- **Task objective**
Check the listing below line by line and report how many lines hold "returns", with no other words.
------------------------------
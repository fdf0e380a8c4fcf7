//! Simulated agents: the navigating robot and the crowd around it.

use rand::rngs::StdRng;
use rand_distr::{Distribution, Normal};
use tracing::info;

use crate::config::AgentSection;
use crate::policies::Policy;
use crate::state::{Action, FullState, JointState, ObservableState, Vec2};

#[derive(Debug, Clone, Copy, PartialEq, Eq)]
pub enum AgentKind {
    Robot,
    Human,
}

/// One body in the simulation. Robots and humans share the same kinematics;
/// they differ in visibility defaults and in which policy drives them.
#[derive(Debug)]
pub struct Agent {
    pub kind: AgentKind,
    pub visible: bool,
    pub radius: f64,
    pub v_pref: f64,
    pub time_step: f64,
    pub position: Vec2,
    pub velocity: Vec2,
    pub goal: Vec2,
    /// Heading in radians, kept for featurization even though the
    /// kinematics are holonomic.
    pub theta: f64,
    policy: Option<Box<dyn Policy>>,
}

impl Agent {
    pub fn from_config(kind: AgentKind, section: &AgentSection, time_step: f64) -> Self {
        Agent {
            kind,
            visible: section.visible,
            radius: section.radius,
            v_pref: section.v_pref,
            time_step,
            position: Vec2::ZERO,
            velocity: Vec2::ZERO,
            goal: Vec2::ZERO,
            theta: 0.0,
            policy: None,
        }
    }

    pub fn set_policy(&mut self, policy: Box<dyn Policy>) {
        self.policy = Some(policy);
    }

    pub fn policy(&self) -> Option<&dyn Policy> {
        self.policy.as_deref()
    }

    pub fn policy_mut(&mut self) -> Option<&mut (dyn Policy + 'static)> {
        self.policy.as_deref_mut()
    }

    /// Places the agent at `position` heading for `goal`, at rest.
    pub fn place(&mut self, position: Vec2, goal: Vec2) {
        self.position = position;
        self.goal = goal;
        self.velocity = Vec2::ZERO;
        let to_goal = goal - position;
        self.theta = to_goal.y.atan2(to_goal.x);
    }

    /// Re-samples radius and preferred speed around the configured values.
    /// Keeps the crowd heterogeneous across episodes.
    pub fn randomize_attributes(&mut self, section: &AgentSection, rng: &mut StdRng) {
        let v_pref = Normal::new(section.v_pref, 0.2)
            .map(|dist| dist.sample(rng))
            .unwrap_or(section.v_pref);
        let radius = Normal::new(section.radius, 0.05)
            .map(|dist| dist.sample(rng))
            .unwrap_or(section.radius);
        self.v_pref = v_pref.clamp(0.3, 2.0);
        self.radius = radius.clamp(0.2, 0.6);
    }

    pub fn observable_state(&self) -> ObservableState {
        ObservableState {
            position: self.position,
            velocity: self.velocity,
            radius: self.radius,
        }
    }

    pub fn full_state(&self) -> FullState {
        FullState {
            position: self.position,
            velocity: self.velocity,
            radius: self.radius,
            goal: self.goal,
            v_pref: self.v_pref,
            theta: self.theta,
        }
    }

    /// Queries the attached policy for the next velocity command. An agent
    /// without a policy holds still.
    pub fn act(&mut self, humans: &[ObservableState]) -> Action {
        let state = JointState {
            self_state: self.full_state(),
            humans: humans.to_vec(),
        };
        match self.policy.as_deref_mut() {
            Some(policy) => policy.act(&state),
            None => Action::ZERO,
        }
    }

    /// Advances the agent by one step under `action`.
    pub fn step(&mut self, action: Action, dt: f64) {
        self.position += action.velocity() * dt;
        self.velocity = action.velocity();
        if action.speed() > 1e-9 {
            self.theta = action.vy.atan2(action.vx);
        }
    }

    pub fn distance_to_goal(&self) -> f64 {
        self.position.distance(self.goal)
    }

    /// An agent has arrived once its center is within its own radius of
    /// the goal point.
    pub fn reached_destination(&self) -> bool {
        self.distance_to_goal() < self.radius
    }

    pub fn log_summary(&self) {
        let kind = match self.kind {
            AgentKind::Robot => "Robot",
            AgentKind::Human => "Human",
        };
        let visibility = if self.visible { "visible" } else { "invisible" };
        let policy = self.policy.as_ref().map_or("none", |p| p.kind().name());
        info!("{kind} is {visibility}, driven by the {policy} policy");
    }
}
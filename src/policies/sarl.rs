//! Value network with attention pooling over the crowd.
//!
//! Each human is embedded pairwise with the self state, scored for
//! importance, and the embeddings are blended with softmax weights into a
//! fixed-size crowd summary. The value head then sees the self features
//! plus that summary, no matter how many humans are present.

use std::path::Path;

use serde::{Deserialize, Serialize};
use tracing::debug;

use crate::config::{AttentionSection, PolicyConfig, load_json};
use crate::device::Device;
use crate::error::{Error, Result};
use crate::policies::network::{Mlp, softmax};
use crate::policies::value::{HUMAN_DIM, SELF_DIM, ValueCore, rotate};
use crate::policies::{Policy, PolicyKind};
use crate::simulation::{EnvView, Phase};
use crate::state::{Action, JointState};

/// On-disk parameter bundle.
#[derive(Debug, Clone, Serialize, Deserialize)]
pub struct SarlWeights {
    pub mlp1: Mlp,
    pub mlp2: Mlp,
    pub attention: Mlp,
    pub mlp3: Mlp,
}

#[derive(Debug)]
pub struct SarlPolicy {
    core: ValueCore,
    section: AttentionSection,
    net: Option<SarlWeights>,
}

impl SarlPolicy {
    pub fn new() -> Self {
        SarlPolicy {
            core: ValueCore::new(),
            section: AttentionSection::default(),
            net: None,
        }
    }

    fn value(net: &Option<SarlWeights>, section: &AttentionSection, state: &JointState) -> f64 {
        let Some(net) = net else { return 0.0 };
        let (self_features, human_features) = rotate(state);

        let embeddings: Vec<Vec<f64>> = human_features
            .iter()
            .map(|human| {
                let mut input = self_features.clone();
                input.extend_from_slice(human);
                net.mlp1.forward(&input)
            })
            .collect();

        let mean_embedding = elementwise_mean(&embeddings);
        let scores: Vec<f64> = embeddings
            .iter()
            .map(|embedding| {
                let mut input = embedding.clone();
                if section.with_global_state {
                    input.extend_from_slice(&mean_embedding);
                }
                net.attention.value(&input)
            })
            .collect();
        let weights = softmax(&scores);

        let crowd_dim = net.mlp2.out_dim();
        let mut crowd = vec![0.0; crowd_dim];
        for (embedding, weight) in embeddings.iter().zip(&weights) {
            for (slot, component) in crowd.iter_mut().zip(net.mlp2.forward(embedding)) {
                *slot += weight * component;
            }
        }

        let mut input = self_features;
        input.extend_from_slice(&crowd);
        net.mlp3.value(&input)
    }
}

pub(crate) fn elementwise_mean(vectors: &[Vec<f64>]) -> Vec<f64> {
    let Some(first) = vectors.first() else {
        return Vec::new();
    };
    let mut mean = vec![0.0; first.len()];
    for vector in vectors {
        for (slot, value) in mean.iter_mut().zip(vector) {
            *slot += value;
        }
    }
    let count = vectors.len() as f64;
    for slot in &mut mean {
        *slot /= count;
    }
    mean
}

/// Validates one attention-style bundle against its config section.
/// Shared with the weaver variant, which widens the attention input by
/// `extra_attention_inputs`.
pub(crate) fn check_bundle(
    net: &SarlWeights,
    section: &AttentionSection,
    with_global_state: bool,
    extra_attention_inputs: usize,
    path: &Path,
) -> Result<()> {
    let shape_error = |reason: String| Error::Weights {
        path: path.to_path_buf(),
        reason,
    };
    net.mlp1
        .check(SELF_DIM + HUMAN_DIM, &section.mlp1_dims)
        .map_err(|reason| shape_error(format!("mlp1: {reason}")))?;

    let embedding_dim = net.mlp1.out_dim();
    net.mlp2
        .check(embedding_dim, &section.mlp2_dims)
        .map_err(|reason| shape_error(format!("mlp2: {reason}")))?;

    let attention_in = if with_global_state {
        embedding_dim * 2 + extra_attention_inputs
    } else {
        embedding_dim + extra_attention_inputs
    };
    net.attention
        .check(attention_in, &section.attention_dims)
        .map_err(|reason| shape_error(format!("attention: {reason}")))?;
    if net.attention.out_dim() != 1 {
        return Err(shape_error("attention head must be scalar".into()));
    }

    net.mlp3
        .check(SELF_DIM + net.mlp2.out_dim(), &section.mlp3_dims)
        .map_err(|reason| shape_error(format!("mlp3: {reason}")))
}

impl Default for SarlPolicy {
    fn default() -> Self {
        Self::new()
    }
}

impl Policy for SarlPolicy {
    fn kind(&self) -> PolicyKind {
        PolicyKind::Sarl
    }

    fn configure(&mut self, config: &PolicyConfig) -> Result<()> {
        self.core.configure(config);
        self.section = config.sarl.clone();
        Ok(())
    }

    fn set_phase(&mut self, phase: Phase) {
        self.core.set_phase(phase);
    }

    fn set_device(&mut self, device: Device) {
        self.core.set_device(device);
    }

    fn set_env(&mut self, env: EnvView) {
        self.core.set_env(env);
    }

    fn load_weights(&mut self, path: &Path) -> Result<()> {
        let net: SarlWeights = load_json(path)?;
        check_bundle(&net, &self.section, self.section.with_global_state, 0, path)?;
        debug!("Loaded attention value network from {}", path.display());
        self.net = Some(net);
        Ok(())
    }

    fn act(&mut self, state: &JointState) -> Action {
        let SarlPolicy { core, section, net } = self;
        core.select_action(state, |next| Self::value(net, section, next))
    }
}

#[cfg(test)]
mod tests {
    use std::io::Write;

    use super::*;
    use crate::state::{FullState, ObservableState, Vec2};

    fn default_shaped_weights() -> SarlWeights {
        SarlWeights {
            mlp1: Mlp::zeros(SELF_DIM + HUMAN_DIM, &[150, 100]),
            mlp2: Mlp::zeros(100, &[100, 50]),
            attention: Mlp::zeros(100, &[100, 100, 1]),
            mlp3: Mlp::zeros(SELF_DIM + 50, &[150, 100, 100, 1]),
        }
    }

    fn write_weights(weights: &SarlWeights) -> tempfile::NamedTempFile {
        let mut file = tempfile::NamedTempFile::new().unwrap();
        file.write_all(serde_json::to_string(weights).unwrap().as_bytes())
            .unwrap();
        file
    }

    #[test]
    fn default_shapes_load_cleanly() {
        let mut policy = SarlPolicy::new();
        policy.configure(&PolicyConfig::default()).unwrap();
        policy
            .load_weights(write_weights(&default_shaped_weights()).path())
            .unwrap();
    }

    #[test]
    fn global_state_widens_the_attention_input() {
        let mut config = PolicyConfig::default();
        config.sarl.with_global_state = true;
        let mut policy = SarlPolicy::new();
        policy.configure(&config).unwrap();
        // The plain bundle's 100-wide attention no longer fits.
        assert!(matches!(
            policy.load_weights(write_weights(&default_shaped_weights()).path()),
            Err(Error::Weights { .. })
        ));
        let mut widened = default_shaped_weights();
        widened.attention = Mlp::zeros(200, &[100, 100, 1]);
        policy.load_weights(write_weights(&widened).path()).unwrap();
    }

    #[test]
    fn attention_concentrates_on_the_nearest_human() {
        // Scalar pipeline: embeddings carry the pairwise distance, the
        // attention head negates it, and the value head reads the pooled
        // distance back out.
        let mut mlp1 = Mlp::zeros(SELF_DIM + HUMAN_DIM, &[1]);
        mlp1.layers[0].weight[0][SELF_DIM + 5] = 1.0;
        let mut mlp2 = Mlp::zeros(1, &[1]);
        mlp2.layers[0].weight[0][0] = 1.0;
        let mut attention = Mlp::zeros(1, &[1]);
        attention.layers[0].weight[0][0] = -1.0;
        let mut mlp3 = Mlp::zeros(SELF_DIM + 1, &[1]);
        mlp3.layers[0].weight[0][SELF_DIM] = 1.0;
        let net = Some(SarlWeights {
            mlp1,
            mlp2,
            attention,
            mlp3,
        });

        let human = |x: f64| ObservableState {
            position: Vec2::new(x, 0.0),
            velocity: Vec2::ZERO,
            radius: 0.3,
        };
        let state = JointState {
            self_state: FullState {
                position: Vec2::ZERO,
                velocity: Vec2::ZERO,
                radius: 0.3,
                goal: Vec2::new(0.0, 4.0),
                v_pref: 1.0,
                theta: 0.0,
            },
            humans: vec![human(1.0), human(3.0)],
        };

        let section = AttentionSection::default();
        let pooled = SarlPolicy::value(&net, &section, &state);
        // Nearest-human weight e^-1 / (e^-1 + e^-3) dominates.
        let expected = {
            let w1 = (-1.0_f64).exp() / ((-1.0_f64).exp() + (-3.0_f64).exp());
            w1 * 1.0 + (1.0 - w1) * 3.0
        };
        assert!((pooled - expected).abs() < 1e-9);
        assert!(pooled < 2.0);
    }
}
------------------------------
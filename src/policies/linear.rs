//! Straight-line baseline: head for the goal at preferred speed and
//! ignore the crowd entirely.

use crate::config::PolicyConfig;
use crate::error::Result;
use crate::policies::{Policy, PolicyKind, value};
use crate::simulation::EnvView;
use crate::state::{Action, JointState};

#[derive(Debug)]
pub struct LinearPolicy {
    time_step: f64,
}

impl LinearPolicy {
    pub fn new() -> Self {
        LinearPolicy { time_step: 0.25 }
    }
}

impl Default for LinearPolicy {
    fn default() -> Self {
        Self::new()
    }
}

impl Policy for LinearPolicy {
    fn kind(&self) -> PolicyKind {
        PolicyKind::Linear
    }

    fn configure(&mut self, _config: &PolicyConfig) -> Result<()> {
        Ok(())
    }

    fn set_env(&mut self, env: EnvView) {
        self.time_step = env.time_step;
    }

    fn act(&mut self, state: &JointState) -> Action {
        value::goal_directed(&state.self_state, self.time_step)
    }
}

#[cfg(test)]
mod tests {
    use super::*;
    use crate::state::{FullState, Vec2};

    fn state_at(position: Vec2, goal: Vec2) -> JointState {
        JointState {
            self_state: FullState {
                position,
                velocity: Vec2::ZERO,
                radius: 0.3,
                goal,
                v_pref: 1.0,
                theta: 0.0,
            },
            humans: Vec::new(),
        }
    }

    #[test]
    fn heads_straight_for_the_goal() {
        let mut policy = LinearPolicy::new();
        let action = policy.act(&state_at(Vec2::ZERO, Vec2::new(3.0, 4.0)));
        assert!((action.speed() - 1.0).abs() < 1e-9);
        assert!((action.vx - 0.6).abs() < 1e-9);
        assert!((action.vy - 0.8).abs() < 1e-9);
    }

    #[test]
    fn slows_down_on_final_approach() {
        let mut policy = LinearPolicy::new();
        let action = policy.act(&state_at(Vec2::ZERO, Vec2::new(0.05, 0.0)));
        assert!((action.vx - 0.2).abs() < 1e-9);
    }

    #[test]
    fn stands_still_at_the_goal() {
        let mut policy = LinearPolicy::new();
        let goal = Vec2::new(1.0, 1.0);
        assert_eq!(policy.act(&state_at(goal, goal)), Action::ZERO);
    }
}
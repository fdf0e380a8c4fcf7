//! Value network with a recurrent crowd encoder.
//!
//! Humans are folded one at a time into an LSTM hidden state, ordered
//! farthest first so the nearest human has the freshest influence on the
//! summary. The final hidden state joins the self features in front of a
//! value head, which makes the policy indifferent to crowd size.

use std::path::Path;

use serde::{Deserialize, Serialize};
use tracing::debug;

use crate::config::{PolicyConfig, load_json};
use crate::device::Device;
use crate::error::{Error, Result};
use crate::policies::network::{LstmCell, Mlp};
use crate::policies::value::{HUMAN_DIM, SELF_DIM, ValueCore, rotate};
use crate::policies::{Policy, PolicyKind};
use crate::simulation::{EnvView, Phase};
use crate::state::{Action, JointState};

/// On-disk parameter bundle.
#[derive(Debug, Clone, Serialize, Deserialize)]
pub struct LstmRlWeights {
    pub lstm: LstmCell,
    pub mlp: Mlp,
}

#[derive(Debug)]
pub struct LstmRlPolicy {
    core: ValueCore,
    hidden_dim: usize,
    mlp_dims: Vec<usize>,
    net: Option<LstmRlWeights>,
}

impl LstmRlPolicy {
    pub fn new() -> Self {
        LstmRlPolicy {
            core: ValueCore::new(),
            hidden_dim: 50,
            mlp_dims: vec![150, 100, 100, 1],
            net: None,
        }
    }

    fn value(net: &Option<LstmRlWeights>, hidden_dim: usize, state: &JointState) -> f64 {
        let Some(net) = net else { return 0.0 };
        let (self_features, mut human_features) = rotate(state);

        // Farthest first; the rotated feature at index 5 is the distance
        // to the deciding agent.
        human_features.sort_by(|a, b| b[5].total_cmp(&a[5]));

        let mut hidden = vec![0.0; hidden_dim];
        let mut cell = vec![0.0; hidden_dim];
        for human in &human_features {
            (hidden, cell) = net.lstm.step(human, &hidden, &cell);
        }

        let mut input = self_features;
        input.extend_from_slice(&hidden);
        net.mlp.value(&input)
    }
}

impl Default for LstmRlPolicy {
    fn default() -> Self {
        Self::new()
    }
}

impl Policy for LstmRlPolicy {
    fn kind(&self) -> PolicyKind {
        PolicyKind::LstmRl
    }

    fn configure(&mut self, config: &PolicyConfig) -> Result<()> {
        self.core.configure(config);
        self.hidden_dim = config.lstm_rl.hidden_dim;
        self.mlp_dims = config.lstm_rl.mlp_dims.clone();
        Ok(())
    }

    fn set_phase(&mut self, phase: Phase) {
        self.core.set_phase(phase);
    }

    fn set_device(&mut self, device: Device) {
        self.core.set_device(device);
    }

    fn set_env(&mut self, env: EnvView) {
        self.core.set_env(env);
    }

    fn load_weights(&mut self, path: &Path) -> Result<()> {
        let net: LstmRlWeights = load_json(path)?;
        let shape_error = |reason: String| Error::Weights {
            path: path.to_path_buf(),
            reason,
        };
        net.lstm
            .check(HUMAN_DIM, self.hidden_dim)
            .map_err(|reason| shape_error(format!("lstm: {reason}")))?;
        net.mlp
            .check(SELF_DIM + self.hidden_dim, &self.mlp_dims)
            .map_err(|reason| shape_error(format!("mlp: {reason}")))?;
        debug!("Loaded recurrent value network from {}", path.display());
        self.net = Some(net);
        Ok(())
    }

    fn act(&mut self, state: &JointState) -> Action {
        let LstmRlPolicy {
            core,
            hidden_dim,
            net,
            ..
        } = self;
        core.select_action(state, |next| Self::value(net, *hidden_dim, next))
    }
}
------------------------------
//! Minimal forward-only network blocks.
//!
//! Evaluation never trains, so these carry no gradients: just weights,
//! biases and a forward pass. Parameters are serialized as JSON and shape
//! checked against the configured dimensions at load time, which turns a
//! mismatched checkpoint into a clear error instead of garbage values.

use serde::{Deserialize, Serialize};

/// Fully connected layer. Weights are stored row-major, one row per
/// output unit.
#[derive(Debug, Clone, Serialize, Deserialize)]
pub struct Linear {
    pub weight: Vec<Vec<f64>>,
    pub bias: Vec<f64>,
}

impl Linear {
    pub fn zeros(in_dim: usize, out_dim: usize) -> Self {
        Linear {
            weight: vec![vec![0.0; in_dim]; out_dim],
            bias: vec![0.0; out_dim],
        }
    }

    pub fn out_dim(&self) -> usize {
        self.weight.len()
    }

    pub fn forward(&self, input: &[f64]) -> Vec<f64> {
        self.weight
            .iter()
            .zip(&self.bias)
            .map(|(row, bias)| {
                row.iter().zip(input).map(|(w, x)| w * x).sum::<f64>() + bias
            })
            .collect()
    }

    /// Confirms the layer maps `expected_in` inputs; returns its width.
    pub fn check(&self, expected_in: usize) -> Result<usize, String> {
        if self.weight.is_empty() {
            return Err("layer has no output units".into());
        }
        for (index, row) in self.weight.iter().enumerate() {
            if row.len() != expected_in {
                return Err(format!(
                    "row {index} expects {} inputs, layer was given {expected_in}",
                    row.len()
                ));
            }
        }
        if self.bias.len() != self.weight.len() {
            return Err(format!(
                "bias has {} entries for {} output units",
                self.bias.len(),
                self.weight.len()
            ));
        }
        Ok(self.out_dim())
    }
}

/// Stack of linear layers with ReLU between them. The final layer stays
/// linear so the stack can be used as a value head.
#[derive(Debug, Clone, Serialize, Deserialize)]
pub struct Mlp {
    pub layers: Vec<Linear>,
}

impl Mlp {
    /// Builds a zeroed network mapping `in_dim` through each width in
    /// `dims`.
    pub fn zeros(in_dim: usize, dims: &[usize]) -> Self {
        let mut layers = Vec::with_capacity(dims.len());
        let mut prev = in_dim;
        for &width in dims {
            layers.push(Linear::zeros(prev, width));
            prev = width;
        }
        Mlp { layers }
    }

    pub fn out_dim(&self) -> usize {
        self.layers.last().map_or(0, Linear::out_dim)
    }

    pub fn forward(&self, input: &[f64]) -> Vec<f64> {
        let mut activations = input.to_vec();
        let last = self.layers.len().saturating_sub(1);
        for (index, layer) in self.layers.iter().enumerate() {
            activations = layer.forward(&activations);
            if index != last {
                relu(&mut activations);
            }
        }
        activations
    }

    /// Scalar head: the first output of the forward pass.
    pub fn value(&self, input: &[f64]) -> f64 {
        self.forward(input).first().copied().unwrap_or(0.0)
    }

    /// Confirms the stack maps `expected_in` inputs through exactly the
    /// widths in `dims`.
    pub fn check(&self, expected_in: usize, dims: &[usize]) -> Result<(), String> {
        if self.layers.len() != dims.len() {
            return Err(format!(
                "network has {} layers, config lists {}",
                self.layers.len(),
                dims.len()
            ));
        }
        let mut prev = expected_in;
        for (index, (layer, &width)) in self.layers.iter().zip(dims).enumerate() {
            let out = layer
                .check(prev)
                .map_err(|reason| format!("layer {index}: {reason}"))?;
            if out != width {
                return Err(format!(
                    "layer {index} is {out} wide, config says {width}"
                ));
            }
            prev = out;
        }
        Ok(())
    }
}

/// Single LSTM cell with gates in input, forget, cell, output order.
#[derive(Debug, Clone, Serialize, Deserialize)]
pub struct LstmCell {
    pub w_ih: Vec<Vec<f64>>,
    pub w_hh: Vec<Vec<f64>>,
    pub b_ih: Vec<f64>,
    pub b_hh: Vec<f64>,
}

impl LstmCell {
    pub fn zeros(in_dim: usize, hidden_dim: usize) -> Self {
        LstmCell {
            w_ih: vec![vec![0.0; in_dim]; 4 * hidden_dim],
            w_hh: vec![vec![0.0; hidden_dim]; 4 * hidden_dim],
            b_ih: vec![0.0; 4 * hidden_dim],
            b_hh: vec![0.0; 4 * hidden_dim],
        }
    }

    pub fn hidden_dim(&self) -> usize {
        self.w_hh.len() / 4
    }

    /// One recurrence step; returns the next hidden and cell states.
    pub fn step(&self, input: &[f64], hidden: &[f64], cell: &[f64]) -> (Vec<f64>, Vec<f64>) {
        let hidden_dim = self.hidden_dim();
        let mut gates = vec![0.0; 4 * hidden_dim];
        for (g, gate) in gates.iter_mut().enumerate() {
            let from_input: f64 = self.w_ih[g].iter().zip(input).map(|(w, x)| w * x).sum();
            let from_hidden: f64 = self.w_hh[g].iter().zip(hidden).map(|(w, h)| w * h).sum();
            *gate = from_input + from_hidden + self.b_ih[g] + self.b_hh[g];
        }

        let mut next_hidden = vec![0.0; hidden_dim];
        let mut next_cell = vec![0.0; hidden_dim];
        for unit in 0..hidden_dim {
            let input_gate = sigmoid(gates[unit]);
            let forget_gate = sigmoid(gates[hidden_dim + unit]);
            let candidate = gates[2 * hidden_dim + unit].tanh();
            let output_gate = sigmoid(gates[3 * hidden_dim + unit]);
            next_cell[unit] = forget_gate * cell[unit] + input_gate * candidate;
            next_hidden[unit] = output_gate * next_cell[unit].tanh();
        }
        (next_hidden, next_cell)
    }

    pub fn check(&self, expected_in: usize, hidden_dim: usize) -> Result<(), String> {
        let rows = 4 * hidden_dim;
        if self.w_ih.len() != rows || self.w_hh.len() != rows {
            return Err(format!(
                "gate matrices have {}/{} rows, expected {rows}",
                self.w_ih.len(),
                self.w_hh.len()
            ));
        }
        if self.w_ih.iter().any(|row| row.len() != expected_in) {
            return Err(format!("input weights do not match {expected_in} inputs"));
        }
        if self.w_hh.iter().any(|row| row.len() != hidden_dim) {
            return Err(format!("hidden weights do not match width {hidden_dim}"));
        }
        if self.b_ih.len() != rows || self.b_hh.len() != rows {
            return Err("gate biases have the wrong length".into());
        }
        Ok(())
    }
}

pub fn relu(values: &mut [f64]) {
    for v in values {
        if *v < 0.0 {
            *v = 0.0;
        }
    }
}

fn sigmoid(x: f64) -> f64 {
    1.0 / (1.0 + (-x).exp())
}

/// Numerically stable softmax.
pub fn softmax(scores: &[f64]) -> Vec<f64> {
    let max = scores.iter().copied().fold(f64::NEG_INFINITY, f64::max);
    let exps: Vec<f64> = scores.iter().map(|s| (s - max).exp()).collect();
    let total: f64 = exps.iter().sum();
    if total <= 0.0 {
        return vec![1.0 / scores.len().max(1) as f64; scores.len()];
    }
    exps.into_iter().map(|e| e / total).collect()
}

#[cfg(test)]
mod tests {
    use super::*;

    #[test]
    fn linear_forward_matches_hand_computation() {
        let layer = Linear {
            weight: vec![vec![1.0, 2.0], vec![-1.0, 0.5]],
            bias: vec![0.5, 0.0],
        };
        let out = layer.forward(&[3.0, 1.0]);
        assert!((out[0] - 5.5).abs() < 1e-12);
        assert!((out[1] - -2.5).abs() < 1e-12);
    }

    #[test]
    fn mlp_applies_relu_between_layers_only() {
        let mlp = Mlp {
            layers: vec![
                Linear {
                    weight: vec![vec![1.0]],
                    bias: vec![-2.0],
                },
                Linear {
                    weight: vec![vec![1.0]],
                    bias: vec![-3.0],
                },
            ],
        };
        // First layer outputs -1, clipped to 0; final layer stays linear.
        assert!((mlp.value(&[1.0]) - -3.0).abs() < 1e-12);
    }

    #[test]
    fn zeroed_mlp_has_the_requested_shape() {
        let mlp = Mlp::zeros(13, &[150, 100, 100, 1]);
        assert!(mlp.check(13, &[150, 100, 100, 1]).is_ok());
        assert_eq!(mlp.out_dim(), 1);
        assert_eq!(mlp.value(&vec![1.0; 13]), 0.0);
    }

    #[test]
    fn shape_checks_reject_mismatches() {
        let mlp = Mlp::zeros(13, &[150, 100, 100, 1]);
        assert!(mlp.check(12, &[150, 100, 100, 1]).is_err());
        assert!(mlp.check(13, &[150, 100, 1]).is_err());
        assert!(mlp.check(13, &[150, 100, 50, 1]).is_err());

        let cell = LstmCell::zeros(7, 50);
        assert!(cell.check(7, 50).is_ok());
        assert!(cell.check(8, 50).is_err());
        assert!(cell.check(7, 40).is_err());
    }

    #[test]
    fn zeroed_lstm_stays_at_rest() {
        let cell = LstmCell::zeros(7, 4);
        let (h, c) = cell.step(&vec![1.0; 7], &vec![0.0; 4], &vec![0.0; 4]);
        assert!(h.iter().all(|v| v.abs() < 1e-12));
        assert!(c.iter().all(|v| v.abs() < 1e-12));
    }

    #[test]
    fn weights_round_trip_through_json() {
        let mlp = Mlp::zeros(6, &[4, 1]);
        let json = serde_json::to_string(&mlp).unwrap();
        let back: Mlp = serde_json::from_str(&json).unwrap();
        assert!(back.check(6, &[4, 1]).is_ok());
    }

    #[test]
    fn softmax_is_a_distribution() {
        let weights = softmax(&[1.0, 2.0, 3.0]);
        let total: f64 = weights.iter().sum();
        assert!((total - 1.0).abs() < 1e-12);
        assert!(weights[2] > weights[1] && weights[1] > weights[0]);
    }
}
------------------------------
- **Task answer**
2